*** Source material ***

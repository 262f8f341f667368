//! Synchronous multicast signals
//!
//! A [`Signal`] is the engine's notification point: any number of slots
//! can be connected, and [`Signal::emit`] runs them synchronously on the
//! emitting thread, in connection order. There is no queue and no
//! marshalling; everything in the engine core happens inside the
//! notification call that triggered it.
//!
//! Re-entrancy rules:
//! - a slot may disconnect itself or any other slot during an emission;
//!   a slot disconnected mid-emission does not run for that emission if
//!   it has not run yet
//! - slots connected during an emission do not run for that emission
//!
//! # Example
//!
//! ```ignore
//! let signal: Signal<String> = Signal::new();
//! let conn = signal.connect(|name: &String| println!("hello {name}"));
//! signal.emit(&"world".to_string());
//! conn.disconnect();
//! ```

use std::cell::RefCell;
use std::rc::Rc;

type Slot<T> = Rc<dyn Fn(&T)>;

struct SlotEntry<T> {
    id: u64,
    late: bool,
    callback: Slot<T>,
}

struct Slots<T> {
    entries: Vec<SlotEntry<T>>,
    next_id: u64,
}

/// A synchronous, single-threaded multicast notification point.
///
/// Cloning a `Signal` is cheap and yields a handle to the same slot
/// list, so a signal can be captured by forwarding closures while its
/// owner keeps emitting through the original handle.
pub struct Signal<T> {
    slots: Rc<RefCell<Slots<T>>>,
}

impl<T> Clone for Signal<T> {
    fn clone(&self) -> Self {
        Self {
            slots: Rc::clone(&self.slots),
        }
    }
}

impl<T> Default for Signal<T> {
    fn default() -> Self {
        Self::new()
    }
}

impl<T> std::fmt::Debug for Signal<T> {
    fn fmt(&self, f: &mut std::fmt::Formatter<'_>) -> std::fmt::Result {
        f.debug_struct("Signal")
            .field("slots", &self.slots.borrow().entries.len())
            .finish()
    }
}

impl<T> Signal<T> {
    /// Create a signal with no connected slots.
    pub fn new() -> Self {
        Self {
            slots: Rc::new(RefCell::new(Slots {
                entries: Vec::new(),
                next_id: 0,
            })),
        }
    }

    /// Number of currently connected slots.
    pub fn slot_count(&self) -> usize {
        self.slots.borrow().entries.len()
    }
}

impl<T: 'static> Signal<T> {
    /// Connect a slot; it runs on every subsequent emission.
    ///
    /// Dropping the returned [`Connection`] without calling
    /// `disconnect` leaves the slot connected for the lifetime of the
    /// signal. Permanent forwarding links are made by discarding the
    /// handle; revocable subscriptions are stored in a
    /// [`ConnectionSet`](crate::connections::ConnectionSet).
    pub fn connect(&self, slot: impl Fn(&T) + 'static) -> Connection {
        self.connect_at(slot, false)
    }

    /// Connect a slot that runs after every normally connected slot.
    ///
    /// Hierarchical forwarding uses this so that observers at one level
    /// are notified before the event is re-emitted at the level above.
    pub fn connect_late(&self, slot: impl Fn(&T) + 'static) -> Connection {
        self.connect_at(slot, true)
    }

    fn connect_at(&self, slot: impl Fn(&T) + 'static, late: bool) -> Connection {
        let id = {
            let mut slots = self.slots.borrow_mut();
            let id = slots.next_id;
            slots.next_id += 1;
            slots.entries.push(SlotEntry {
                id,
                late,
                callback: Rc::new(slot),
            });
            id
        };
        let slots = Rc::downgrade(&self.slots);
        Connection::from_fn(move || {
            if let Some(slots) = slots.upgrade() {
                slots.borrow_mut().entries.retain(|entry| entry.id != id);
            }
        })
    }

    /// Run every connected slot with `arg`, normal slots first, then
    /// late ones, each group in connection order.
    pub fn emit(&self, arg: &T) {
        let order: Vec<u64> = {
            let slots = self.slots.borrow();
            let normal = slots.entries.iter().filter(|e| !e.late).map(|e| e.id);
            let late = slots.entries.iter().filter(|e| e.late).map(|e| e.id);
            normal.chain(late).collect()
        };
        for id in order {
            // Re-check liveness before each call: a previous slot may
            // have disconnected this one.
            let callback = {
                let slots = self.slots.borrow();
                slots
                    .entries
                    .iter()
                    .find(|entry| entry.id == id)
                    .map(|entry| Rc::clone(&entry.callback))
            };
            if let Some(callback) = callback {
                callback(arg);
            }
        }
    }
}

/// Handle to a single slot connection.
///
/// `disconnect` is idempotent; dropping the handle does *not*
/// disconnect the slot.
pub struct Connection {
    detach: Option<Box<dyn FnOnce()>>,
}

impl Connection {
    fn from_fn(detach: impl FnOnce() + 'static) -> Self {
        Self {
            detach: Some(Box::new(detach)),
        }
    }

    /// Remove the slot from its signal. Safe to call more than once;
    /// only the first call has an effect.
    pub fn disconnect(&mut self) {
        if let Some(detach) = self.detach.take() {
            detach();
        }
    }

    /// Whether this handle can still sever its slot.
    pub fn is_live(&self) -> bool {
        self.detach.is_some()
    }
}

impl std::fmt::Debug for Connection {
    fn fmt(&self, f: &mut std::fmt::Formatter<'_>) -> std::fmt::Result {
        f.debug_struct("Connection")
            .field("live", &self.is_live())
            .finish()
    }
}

*** End of Source material ***

Exercise objective
The material must be duplicated in full, with each line kept exact.

Reply
repository 262f8f341f667368
//! Synchronous multicast signals
//!
//! A [`Signal`] is the engine's notification point: any number of slots
//! can be connected, and [`Signal::emit`] runs them synchronously on the
//! emitting thread, in connection order. There is no queue and no
//! marshalling; everything in the engine core happens inside the
//! notification call that triggered it.
//!
//! Re-entrancy rules:
//! - a slot may disconnect itself or any other slot during an emission;
//!   a slot disconnected mid-emission does not run for that emission if
//!   it has not run yet
//! - slots connected during an emission do not run for that emission
//!
//! # Example
//!
//! ```ignore
//! let signal: Signal<String> = Signal::new();
//! let conn = signal.connect(|name: &String| println!("hello {name}"));
//! signal.emit(&"world".to_string());
//! conn.disconnect();
//! ```

use std::cell::RefCell;
use std::rc::Rc;

type Slot<T> = Rc<dyn Fn(&T)>;

struct SlotEntry<T> {
    id: u64,
    late: bool,
    callback: Slot<T>,
}

struct Slots<T> {
    entries: Vec<SlotEntry<T>>,
    next_id: u64,
}

/// A synchronous, single-threaded multicast notification point.
///
/// Cloning a `Signal` is cheap and yields a handle to the same slot
/// list, so a signal can be captured by forwarding closures while its
/// owner keeps emitting through the original handle.
pub struct Signal<T> {
    slots: Rc<RefCell<Slots<T>>>,
}

impl<T> Clone for Signal<T> {
    fn clone(&self) -> Self {
        Self {
            slots: Rc::clone(&self.slots),
        }
    }
}

impl<T> Default for Signal<T> {
    fn default() -> Self {
        Self::new()
    }
}

impl<T> std::fmt::Debug for Signal<T> {
    fn fmt(&self, f: &mut std::fmt::Formatter<'_>) -> std::fmt::Result {
        f.debug_struct("Signal")
            .field("slots", &self.slots.borrow().entries.len())
            .finish()
    }
}

impl<T> Signal<T> {
    /// Create a signal with no connected slots.
    pub fn new() -> Self {
        Self {
            slots: Rc::new(RefCell::new(Slots {
                entries: Vec::new(),
                next_id: 0,
            })),
        }
    }

    /// Number of currently connected slots.
    pub fn slot_count(&self) -> usize {
        self.slots.borrow().entries.len()
    }
}

impl<T: 'static> Signal<T> {
    /// Connect a slot; it runs on every subsequent emission.
    ///
    /// Dropping the returned [`Connection`] without calling
    /// `disconnect` leaves the slot connected for the lifetime of the
    /// signal. Permanent forwarding links are made by discarding the
    /// handle; revocable subscriptions are stored in a
    /// [`ConnectionSet`](crate::connections::ConnectionSet).
    pub fn connect(&self, slot: impl Fn(&T) + 'static) -> Connection {
        self.connect_at(slot, false)
    }

    /// Connect a slot that runs after every normally connected slot.
    ///
    /// Hierarchical forwarding uses this so that observers at one level
    /// are notified before the event is re-emitted at the level above.
    pub fn connect_late(&self, slot: impl Fn(&T) + 'static) -> Connection {
        self.connect_at(slot, true)
    }

    fn connect_at(&self, slot: impl Fn(&T) + 'static, late: bool) -> Connection {
        let id = {
            let mut slots = self.slots.borrow_mut();
            let id = slots.next_id;
            slots.next_id += 1;
            slots.entries.push(SlotEntry {
                id,
                late,
                callback: Rc::new(slot),
            });
            id
        };
        let slots = Rc::downgrade(&self.slots);
        Connection::from_fn(move || {
            if let Some(slots) = slots.upgrade() {
                slots.borrow_mut().entries.retain(|entry| entry.id != id);
            }
        })
    }

    /// Run every connected slot with `arg`, normal slots first, then
    /// late ones, each group in connection order.
    pub fn emit(&self, arg: &T) {
        let order: Vec<u64> = {
            let slots = self.slots.borrow();
            let normal = slots.entries.iter().filter(|e| !e.late).map(|e| e.id);
            let late = slots.entries.iter().filter(|e| e.late).map(|e| e.id);
            normal.chain(late).collect()
        };
        for id in order {
            // Re-check liveness before each call: a previous slot may
            // have disconnected this one.
            let callback = {
                let slots = self.slots.borrow();
                slots
                    .entries
                    .iter()
                    .find(|entry| entry.id == id)
                    .map(|entry| Rc::clone(&entry.callback))
            };
            if let Some(callback) = callback {
                callback(arg);
            }
        }
    }
}

/// Handle to a single slot connection.
///
/// `disconnect` is idempotent; dropping the handle does *not*
/// disconnect the slot.
pub struct Connection {
    detach: Option<Box<dyn FnOnce()>>,
}

impl Connection {
    fn from_fn(detach: impl FnOnce() + 'static) -> Self {
        Self {
            detach: Some(Box::new(detach)),
        }
    }

    /// Remove the slot from its signal. Safe to call more than once;
    /// only the first call has an effect.
    pub fn disconnect(&mut self) {
        if let Some(detach) = self.detach.take() {
            detach();
        }
    }

    /// Whether this handle can still sever its slot.
    pub fn is_live(&self) -> bool {
        self.detach.is_some()
    }
}

impl std::fmt::Debug for Connection {
    fn fmt(&self, f: &mut std::fmt::Formatter<'_>) -> std::fmt::Result {
        f.debug_struct("Connection")
            .field("live", &self.is_live())
            .finish()
    }
}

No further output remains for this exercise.